Saranno i seguenti in ordine di priorità:

1) Disponibilità della sede (un salone almeno di 30 mq. e servizi, senza barriere architettoniche e possibilmente in un posto centrale del Comune);
2) Acquisto dell'arredamento, delle attrezzature, dei materiali di consumo,
3) Allacciamento di n. 1 linea telefonica ISDN multinumero ( cioè n. 2 numeri telefonici);
4) Acquisto banche dati;
5) Affidamento del servizio a cooperativa sociale di tipo A;
6) Attivazione del servizio.

Le attività di cui al presente progetto saranno distribuite su cinque giorni la settimana per cinque ore giornaliere, dalle 15.00 alle 20.00.

DESTINATARI

I servizi forniti dall’Informagiovani comunale, completamente gratuiti, sono diretti principalmente ai giovani in età compresa tra i 14 e 35 anni.

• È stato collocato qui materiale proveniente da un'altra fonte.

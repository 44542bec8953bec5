#[cfg(feature = "serde")]
use serde::Deserialize;

use crate::prelude::Constellation;

fn default_expected_sources() -> usize {
    1
}

fn default_max_bit_mismatch() -> u32 {
    0
}

fn default_min_agreeing() -> usize {
    1
}

fn default_strict_cross_source() -> bool {
    false
}

fn default_only_healthy() -> bool {
    false
}

/// Navigation message filtering options
#[derive(Debug, Clone, PartialEq)]
#[cfg_attr(feature = "serde", derive(Deserialize))]
pub struct FilterConfig {
    /// Number of sources (receivers, antennas, tracking channels) expected
    /// to deliver a copy of each message. The cross source comparison waits
    /// for that many copies (or that many subsequent messages) before deciding.
    #[cfg_attr(feature = "serde", serde(default = "default_expected_sources"))]
    pub expected_sources: usize,

    /// Maximal number of differing bits tolerated between a copy and the
    /// reference (most common) pattern. 0 means bit exact.
    #[cfg_attr(feature = "serde", serde(default = "default_max_bit_mismatch"))]
    pub max_bit_mismatch: u32,

    /// Minimal number of copies the reference pattern must gather.
    #[cfg_attr(feature = "serde", serde(default = "default_min_agreeing"))]
    pub min_agreeing: usize,

    /// Surface cross source disagreement as [Error::SourceDisagreement](crate::prelude::Error)
    /// on top of recording the rejection.
    #[cfg_attr(feature = "serde", serde(default = "default_strict_cross_source"))]
    pub strict_cross_source: bool,
}

impl Default for FilterConfig {
    fn default() -> Self {
        Self {
            expected_sources: default_expected_sources(),
            max_bit_mismatch: default_max_bit_mismatch(),
            min_agreeing: default_min_agreeing(),
            strict_cross_source: default_strict_cross_source(),
        }
    }
}

/// [OrbElemStore](crate::prelude::OrbElemStore) options
#[derive(Debug, Clone, PartialEq)]
#[cfg_attr(feature = "serde", derive(Deserialize))]
pub struct StoreConfig {
    /// Refuse to evaluate records that flag the satellite as unhealthy.
    #[cfg_attr(feature = "serde", serde(default = "default_only_healthy"))]
    pub only_healthy: bool,

    /// Restrict the store to these systems. Empty: any system is accepted.
    #[cfg_attr(feature = "serde", serde(default))]
    pub systems: Vec<Constellation>,
}

impl Default for StoreConfig {
    fn default() -> Self {
        Self {
            only_healthy: default_only_healthy(),
            systems: Vec::new(),
        }
    }
}

impl StoreConfig {
    /// Returns true if this [Constellation] may be stored.
    pub fn accepts(&self, constellation: Constellation) -> bool {
        self.systems.is_empty() || self.systems.contains(&constellation)
    }

    /// Copies and returns [StoreConfig] restricted to this [Constellation] (cumulative).
    pub fn with_system(&self, constellation: Constellation) -> Self {
        let mut s = self.clone();
        if !s.systems.contains(&constellation) {
            s.systems.push(constellation);
        }
        s
    }

    /// Copies and returns [StoreConfig] that only serves healthy data.
    pub fn with_only_healthy(&self, only_healthy: bool) -> Self {
        let mut s = self.clone();
        s.only_healthy = only_healthy;
        s
    }
}

/// Complete configuration
#[derive(Default, Debug, Clone, PartialEq)]
#[cfg_attr(feature = "serde", derive(Deserialize))]
pub struct Config {
    #[cfg_attr(feature = "serde", serde(default))]
    pub filter: FilterConfig,
    #[cfg_attr(feature = "serde", serde(default))]
    pub store: StoreConfig,
}
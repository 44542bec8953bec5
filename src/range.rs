use log::debug;
use nalgebra::Matrix3;

use crate::{
    constants::{Constants, SPEED_OF_LIGHT_M_S},
    prelude::{Duration, Epoch, Error, OrbElemStore, Vector3, Xvt, SV},
};

/// Maximal number of light time iterations
const MAX_ITER: usize = 10;

/// Light time convergence criterion (in seconds)
const TOLERANCE_S: f64 = 1.0E-12;

/// Initial signal propagation guess (in seconds)
const INITIAL_TOF_S: f64 = 0.075;

/// [EphemerisRange] is the expected range between a receiver and a satellite
/// evaluated from broadcast ephemerides.
#[derive(Debug, Copy, Clone, PartialEq)]
pub struct EphemerisRange {
    /// [SV]
    pub sv: SV,
    /// Reception time
    pub t_rx: Epoch,
    /// Transmission time
    pub t_tx: Epoch,
    /// Satellite state at transmission time, position expressed
    /// in the ECEF frame at reception time.
    pub xvt: Xvt,
    /// Geometric range (in meters)
    pub geometric_range_m: f64,
    /// Geometric range minus satellite clock offset (in meters):
    /// what a pseudo range should read, receiver errors aside.
    pub corrected_range_m: f64,
    /// Unit vector from receiver to satellite
    pub line_of_sight: Vector3<f64>,
}

/// Rotates a position by the Earth rotation during signal propagation.
fn earth_rotation(sv: SV, position_m: Vector3<f64>, tof_s: f64) -> Vector3<f64> {
    let we = Constants::omega(sv) * tof_s;
    let (we_sin, we_cos) = we.sin_cos();
    let rot = Matrix3::<f64>::new(we_cos, we_sin, 0.0, -we_sin, we_cos, 0.0, 0.0, 0.0, 1.0);
    rot * position_m
}

impl EphemerisRange {
    /// Solves the light time equation between this receiver position (ECEF, meters)
    /// and this [SV] at reception time `t_rx`.
    pub fn compute(
        store: &OrbElemStore,
        sv: SV,
        t_rx: Epoch,
        rx_position_m: Vector3<f64>,
    ) -> Result<Self, Error> {
        let mut tof = INITIAL_TOF_S;

        let mut t_tx = t_rx - Duration::from_seconds(tof);
        let mut xvt = store.get_xvt(sv, t_tx)?;
        let mut position = earth_rotation(sv, xvt.position_m, tof);

        for iter in 0..MAX_ITER {
            let rho = (position - rx_position_m).norm();
            let new_tof = rho / SPEED_OF_LIGHT_M_S;

            if (new_tof - tof).abs() < TOLERANCE_S {
                debug!(
                    "{}({}) - light time converged after {} iteration(s)",
                    t_rx,
                    sv,
                    iter + 1
                );
                break;
            }

            tof = new_tof;
            t_tx = t_rx - Duration::from_seconds(tof);
            xvt = store.get_xvt(sv, t_tx)?;
            position = earth_rotation(sv, xvt.position_m, tof);
        }

        let vector = position - rx_position_m;
        let geometric_range_m = vector.norm();

        xvt.position_m = position;
        xvt.velocity_m_s = earth_rotation(sv, xvt.velocity_m_s, tof);

        Ok(Self {
            sv,
            t_rx,
            t_tx,
            xvt,
            geometric_range_m,
            corrected_range_m: geometric_range_m
                - SPEED_OF_LIGHT_M_S * xvt.corrected_clock_bias_s(),
            line_of_sight: vector / geometric_range_m,
        })
    }
}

Da una indagine ricognitiva è possibile prevedere che mediamente presso il Centro si registrerebbero dalle 20 alle 40 presenze giornaliere comprensive sia dei residenti nel Comune di Cellole che di giovani dei Comuni limitrofi. Circa 6.000 presenze annue, senza contare i contatti telefonici e per via telematica (posta elettronica ed Internet) e l’aumento dell’utenza che si avrebbe nel periodo estivo per la rilevante crescita della popolazione in seguito alle presenze turistiche durante la stagione estiva.

PIANO FINANZIARIO

ALLESTIMENTO SEDE

• N. l computer, con stampante, modem 3.000.000
• Acquisto dell'arredamento (Scrivanie, sedie, scaffali) 5.000.000
• Acquisto di impianto hi fi 1.000.000
• Costi di allacciamento a telecom ed Internet 1.000.000
• Acquisto di n. l fotocopiatrice per formato A3 e A4 5.000.000
• Spese di cancelleria 500.000

PERSONALE

• n. l Operatore (25 ore settimanali x £. 20.000 orarie x 52 settimane = £ 26.000.000

MATERIALE DI SUPPORTO

• Acquisto della banca dati per 1 anno con relativi aggiornamenti cartacei ed informatizzati 5.500.000
• Abbonamenti a G.U., al BURC, a giornali e quotidiani 2.000.000

PUBBLICITA'

• Pubblicizzazione dei servizio con locandine, brochure, depliant informativi, radio, televisione (attraverso incontri dibattito) 3.000.000

Totale costi del Progetto £. 52.000.000

I fondi che saranno stanziati dalla Regione Campania per l’attuazione del presente progetto potranno essere accreditati sul conto corrente n. 13627815 intestato alla Tesoreria comunale di Cellole (Caserta)

L’Ente si riserva di produrre una relazione conclusiva sugli interventi effettuati.